Imagine—or remember—a world where a first-class stamp costs four cents. John F. Kennedy has just been inaugurated as president, the Berlin Wall has just been built, and a gallon of gas costs 27 cents.
That’s the way the world was in 1961.
Today a stamp costs 42 cents and gas costs a little bit more than 27 cents a gallon. The Berlin Wall fell 20 years ago. And we just inaugurated the first African-American president.
The world has changed.
As Christians and Americans we believe it’s the right thing to do to help hungry and poor people around our world. But we’re operating within a system created nearly 50 years ago.

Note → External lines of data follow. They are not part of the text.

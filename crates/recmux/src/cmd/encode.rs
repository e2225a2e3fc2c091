use recmux_frame::Message;

use crate::cmd::EncodeArgs;
use crate::exit::{CliResult, SUCCESS};
use crate::output::print_raw;

/// Encoded output is always the wire form, whatever `--format` says.
pub fn run(args: EncodeArgs) -> CliResult<i32> {
    let msg = build_message(&args);
    print_raw(msg.as_bytes());
    Ok(SUCCESS)
}

fn build_message(args: &EncodeArgs) -> Message {
    let mut msg = Message::with_type_code(args.type_code, args.urgent);
    if let Some(data) = &args.data {
        msg.append(data);
    }
    for value in &args.u32 {
        msg.append_u32(*value);
    }
    for value in &args.f32 {
        msg.append_f32(*value);
    }
    msg
}
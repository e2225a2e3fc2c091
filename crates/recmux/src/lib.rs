//! Framed pipe messaging for external recognizer processes.
//!
//! A GUI-side process talks to a speech recognizer over the recognizer's
//! stdin and stdout. Messages carry a small binary header (length, type,
//! urgent flag) and are moved by non-blocking queues that a single
//! `select`-based multiplexer drives.
//!
//! # Crate Structure
//!
//! - [`transport`]: pipes with owned descriptors and the readiness wait
//! - [`frame`]: messages, in/out queues and the multiplexer
//! - [`process`]: recognizer spawning and decoder settings (behind `process` feature)

/// Re-export transport types.
pub mod transport {
    pub use recmux_transport::*;
}

/// Re-export frame types.
pub mod frame {
    pub use recmux_frame::*;
}

/// Re-export process types (requires `process` feature).
#[cfg(feature = "process")]
pub mod process {
    pub use recmux_process::*;
}
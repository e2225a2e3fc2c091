use std::os::fd::RawFd;

/// Errors that can occur in pipe transport operations.
#[derive(Debug, thiserror::Error)]
pub enum TransportError {
    /// Failed to create a pipe.
    #[error("failed to create pipe: {0}")]
    Pipe(std::io::Error),

    /// Failed to read or change descriptor flags.
    #[error("fcntl on fd {fd} failed: {source}")]
    Fcntl { fd: RawFd, source: std::io::Error },

    /// The readiness wait itself failed.
    #[error("readiness wait failed: {0}")]
    Select(std::io::Error),

    /// The descriptor cannot be represented in an `fd_set`.
    #[error("descriptor {fd} exceeds the select limit (max {max})")]
    FdOutOfRange { fd: RawFd, max: RawFd },

    /// An I/O error occurred on a pipe.
    #[error("transport I/O error: {0}")]
    Io(#[from] std::io::Error),
}

pub type Result<T> = std::result::Result<T, TransportError>;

We need to bring our country’s foreign aid system into the 21st century. Bread for the World’s 2009 Offering of Letters is asking our members of Congress to make foreign assistance more effective in reducing hunger and poverty in today’s world. We need a better coordinated, more efficient approach to providing aid. Fixing foreign aid will allow the money we spend to go further and help the people who need it the most.
We are urging Congress to make poverty reduction a primary goal of our foreign assistance, and elevate global development as an instrument of U.S. foreign policy alongside defense and diplomacy.
Development works. But we can make it work even better.
Today, children avoid contracting life-threatening malaria because they have received bed nets that protect them from mosquito bites.
Today, people with HIV and AIDS receive life-saving medication and are able to live productive lives and raise their children.
Today, farmers are learning modern skills to allow them to increase their yields and supplement their incomes to become self-reliant.
As Christians, we know that peace is more than the absence of war. It requires building strong, healthy relationships, supporting people and communities working hard to provide a better life for their children, and removing the barriers to human dignity and fulfillment. That’s the work of U.S. foreign assistance and the goal of global development. That’s our opportunity and our challenge.